Cet article a un prédécesseur.
L’affaire du bannissement hors des réseaux américains du leader mondial des équipements de télécommunication, le chinois Huawei, connaît chaque jour de nouveau rebondissements : lors du G20 d’Osaka fin juin, le président américain semble avoir assoupli sa position, le 7 juillet 2019 un article du Financial Times annonçait que la divulgation de CV d’employés de Huawei montrait les liens étroits entre cette entreprise et l’armée chinoise. Quoiqu’il en soit, cette affaire est importante, elle donne l’occasion de mieux comprendre l’économie de l’informatique et des réseaux, et nous poursuivons donc l’analyse commencée par un article précédent.
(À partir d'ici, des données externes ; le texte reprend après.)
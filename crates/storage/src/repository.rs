use async_trait::async_trait;
use exam_core::model::{SessionId, SessionResult, SessionSnapshot};
use std::collections::HashMap;
use std::sync::{Arc, Mutex};
use thiserror::Error;

/// Errors surfaced by storage adapters.
#[derive(Debug, Error)]
#[non_exhaustive]
pub enum StorageError {
    #[error("not found")]
    NotFound,

    #[error("conflict")]
    Conflict,

    #[error("connection error: {0}")]
    Connection(String),

    #[error("serialization error: {0}")]
    Serialization(String),
}

/// A persisted session result together with its storage id.
#[derive(Debug, Clone, PartialEq, Eq)]
pub struct ResultRow {
    pub id: i64,
    pub session_id: SessionId,
    pub result: SessionResult,
}

impl ResultRow {
    #[must_use]
    pub fn new(id: i64, session_id: SessionId, result: SessionResult) -> Self {
        Self {
            id,
            session_id,
            result,
        }
    }
}

/// Save-and-resume contract for in-progress sessions.
///
/// A save is a one-shot request: adapters never retry, and callers decide what
/// to do with a failure.
#[async_trait]
pub trait SnapshotRepository: Send + Sync {
    /// Persist or replace the snapshot for a session.
    ///
    /// # Errors
    ///
    /// Returns `StorageError` if the snapshot cannot be stored.
    async fn save_snapshot(
        &self,
        session_id: SessionId,
        snapshot: &SessionSnapshot,
    ) -> Result<(), StorageError>;

    /// Fetch the latest snapshot for a session. `Ok(None)` means none was saved.
    ///
    /// # Errors
    ///
    /// Returns `StorageError` on connection or decoding failures.
    async fn load_snapshot(
        &self,
        session_id: SessionId,
    ) -> Result<Option<SessionSnapshot>, StorageError>;

    /// Remove a stored snapshot. Deleting a missing snapshot is not an error.
    ///
    /// # Errors
    ///
    /// Returns `StorageError` on connection failures.
    async fn delete_snapshot(&self, session_id: SessionId) -> Result<(), StorageError>;
}

/// Append-only log of completed sessions.
#[async_trait]
pub trait ResultRepository: Send + Sync {
    /// Store a result and return its id.
    ///
    /// # Errors
    ///
    /// Returns `StorageError` if the result cannot be stored.
    async fn append_result(
        &self,
        session_id: SessionId,
        result: &SessionResult,
    ) -> Result<i64, StorageError>;

    /// Most recent results first.
    ///
    /// # Errors
    ///
    /// Returns `StorageError` on connection or decoding failures.
    async fn list_results(&self, limit: u32) -> Result<Vec<ResultRow>, StorageError>;
}

/// Simple in-memory repository implementation for testing and prototyping.
#[derive(Clone, Default)]
pub struct InMemoryRepository {
    snapshots: Arc<Mutex<HashMap<SessionId, SessionSnapshot>>>,
    results: Arc<Mutex<Vec<ResultRow>>>,
}

impl InMemoryRepository {
    #[must_use]
    pub fn new() -> Self {
        Self::default()
    }
}

#[async_trait]
impl SnapshotRepository for InMemoryRepository {
    async fn save_snapshot(
        &self,
        session_id: SessionId,
        snapshot: &SessionSnapshot,
    ) -> Result<(), StorageError> {
        let mut guard = self
            .snapshots
            .lock()
            .map_err(|e| StorageError::Connection(e.to_string()))?;
        guard.insert(session_id, snapshot.clone());
        Ok(())
    }

    async fn load_snapshot(
        &self,
        session_id: SessionId,
    ) -> Result<Option<SessionSnapshot>, StorageError> {
        let guard = self
            .snapshots
            .lock()
            .map_err(|e| StorageError::Connection(e.to_string()))?;
        Ok(guard.get(&session_id).cloned())
    }

    async fn delete_snapshot(&self, session_id: SessionId) -> Result<(), StorageError> {
        let mut guard = self
            .snapshots
            .lock()
            .map_err(|e| StorageError::Connection(e.to_string()))?;
        guard.remove(&session_id);
        Ok(())
    }
}

#[async_trait]
impl ResultRepository for InMemoryRepository {
    async fn append_result(
        &self,
        session_id: SessionId,
        result: &SessionResult,
    ) -> Result<i64, StorageError> {
        let mut guard = self
            .results
            .lock()
            .map_err(|e| StorageError::Connection(e.to_string()))?;
        let id = i64::try_from(guard.len() + 1)
            .map_err(|_| StorageError::Serialization("result id overflow".into()))?;
        guard.push(ResultRow::new(id, session_id, result.clone()));
        Ok(id)
    }

    async fn list_results(&self, limit: u32) -> Result<Vec<ResultRow>, StorageError> {
        let guard = self
            .results
            .lock()
            .map_err(|e| StorageError::Connection(e.to_string()))?;
        let limit = usize::try_from(limit).unwrap_or(usize::MAX);
        Ok(guard.iter().rev().take(limit).cloned().collect())
    }
}

/// Aggregates the persistence contracts behind trait objects for easy backend swapping.
#[derive(Clone)]
pub struct Storage {
    pub snapshots: Arc<dyn SnapshotRepository>,
    pub results: Arc<dyn ResultRepository>,
}

impl Storage {
    #[must_use]
    pub fn in_memory() -> Self {
        let repo = InMemoryRepository::new();
        let snapshots: Arc<dyn SnapshotRepository> = Arc::new(repo.clone());
        let results: Arc<dyn ResultRepository> = Arc::new(repo);
        Self { snapshots, results }
    }
}

#[cfg(test)]
mod tests {
    use super::*;
    use exam_core::model::{AnswerValue, SessionMode};
    use exam_core::time::fixed_now;
    use std::collections::{BTreeMap, BTreeSet};

    fn build_snapshot() -> SessionSnapshot {
        SessionSnapshot {
            index: 1,
            answers: vec![
                AnswerValue::FreeText("draft".into()),
                AnswerValue::ChoiceSet(BTreeSet::from(["A".to_string()])),
            ],
            scores: vec![None, Some(1)],
            submitted: vec![false, true],
            marked: BTreeSet::from([0]),
            notes: BTreeMap::from([(0, "revisit".to_string())]),
            timestamp: fixed_now(),
            question_ids: Vec::new(),
            remaining_secs: Some(42),
            timer_duration_secs: Some(600),
            timer_auto_submit: Some(true),
        }
    }

    #[tokio::test]
    async fn snapshot_save_load_delete() {
        let repo = InMemoryRepository::new();
        let id = SessionId::generate();
        assert!(repo.load_snapshot(id).await.unwrap().is_none());

        let snapshot = build_snapshot();
        repo.save_snapshot(id, &snapshot).await.unwrap();
        assert_eq!(repo.load_snapshot(id).await.unwrap(), Some(snapshot));

        repo.delete_snapshot(id).await.unwrap();
        assert!(repo.load_snapshot(id).await.unwrap().is_none());
        repo.delete_snapshot(id).await.unwrap();
    }

    #[tokio::test]
    async fn results_list_newest_first() {
        let storage = Storage::in_memory();
        let session = SessionId::generate();
        for points in [1, 2, 3] {
            let result =
                SessionResult::new(SessionMode::Assessment, 3, 3, points, 3, 60, fixed_now());
            storage.results.append_result(session, &result).await.unwrap();
        }

        let rows = storage.results.list_results(2).await.unwrap();
        assert_eq!(rows.len(), 2);
        assert_eq!(rows[0].id, 3);
        assert_eq!(rows[0].result.correct_answers, 3);
        assert_eq!(rows[1].id, 2);
    }
}
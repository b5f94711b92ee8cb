//! Page-level errors and their HTTP mapping.
//!
//! A page load ends in exactly one of: rendered data, a redirect, a typed HTTP
//! error, or an unexpected upstream failure. The last kind is logged here;
//! the first three are ordinary outcomes and are not.

use axum::http::{StatusCode, header};
use axum::response::{IntoResponse, Json, Response};

use crate::fetch::FetchError;

#[derive(Debug, thiserror::Error)]
pub enum PageError {
    /// Application error surfaced to the visitor with its own status.
    #[error("{message}")]
    Http { status: StatusCode, message: String },

    /// Load terminated with a redirect; the page is not rendered.
    #[error("redirect ({status}) to {location}")]
    Redirect { status: StatusCode, location: String },

    #[error(transparent)]
    Upstream(#[from] FetchError),

    /// Upstream answered with a status the active policy refuses to render.
    #[error("upstream returned status {status}")]
    UpstreamStatus { status: StatusCode },

    #[error("page data serialization failed: {0}")]
    Render(#[from] serde_json::Error),
}

impl PageError {
    #[must_use]
    pub fn http(status: StatusCode, message: impl Into<String>) -> Self {
        Self::Http { status, message: message.into() }
    }

    /// A `302 Found` redirect.
    #[must_use]
    pub fn redirect(location: impl Into<String>) -> Self {
        Self::Redirect { status: StatusCode::FOUND, location: location.into() }
    }
}

/// Build a bare redirect response with an explicit status.
pub fn redirect_response(status: StatusCode, location: &str) -> Response {
    (status, [(header::LOCATION, location.to_owned())]).into_response()
}

impl IntoResponse for PageError {
    fn into_response(self) -> Response {
        match self {
            Self::Http { status, message } => (status, Json(serde_json::json!({ "message": message }))).into_response(),
            Self::Redirect { status, location } => redirect_response(status, &location),
            Self::Upstream(e) => {
                tracing::error!(error = %e, "upstream failure during page load");
                (StatusCode::BAD_GATEWAY, "Bad Gateway").into_response()
            }
            Self::UpstreamStatus { status } => {
                tracing::error!(%status, "upstream status rejected during page load");
                (StatusCode::BAD_GATEWAY, "Bad Gateway").into_response()
            }
            Self::Render(e) => {
                tracing::error!(error = %e, "failed to render page data");
                (StatusCode::INTERNAL_SERVER_ERROR, "Internal Server Error").into_response()
            }
        }
    }
}

#[cfg(test)]
#[path = "error_test.rs"]
mod tests;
Une bataille dans la guerre économique Chine - États-Unis
Reprenons la chronologie des événements :
– 13 août 2018 : Trump signe, au nom de la sécurité nationale, un « ordre exécutif » qui, entre autres dispositions, bannit Huawei et ZTE du déploiement des réseaux 5G américains, essentiels pour le déploiement de l’Internet des objets connectés ;
– novembre 2018 : les services de sécurité américains déconseillent l’usage de téléphones mobiles Huawei et ZTE ;
– le 5 décembre 2018, arrestation au Canada de Meng Wanzhou, directrice financière de Huawei et fille du PDG Ren Zhengfei ;
– parallèlement, des pressions sont exercées sur les alliés occidentaux pour qu’ils adoptent des mesures similaires, et beaucoup y succombent à des degrés divers, dont l’Allemagne et la France ;
– le 15 mai 2019, Huawei sur une liste d’entreprises interdites d’achat de technologies américaines, et donc privé d’Android, le système d’exploitation (Operating System, OS) qui permet à ses téléphones de fonctionner ;
– ARM, concepteur des microprocesseurs les plus répandus dans le monde, annonce l’arrêt de toute collaboration avec Huawei, ce qui par rebond prive ce dernier d’un fournisseur essentiel, Samsung, son principal fournisseur de semi-conducteurs (Huawei achète à Samsung des processeurs conçus par ARM) ;
– le communiqué final du G20 d’Osaka, le 29 juin 2019, annonce l’ouverture de négociations et semble aller vers un compromis ;
– un article du Financial Times daté du 7 juillet 2019 tend à montrer la collusion entre Huawei et l’armée chinoise.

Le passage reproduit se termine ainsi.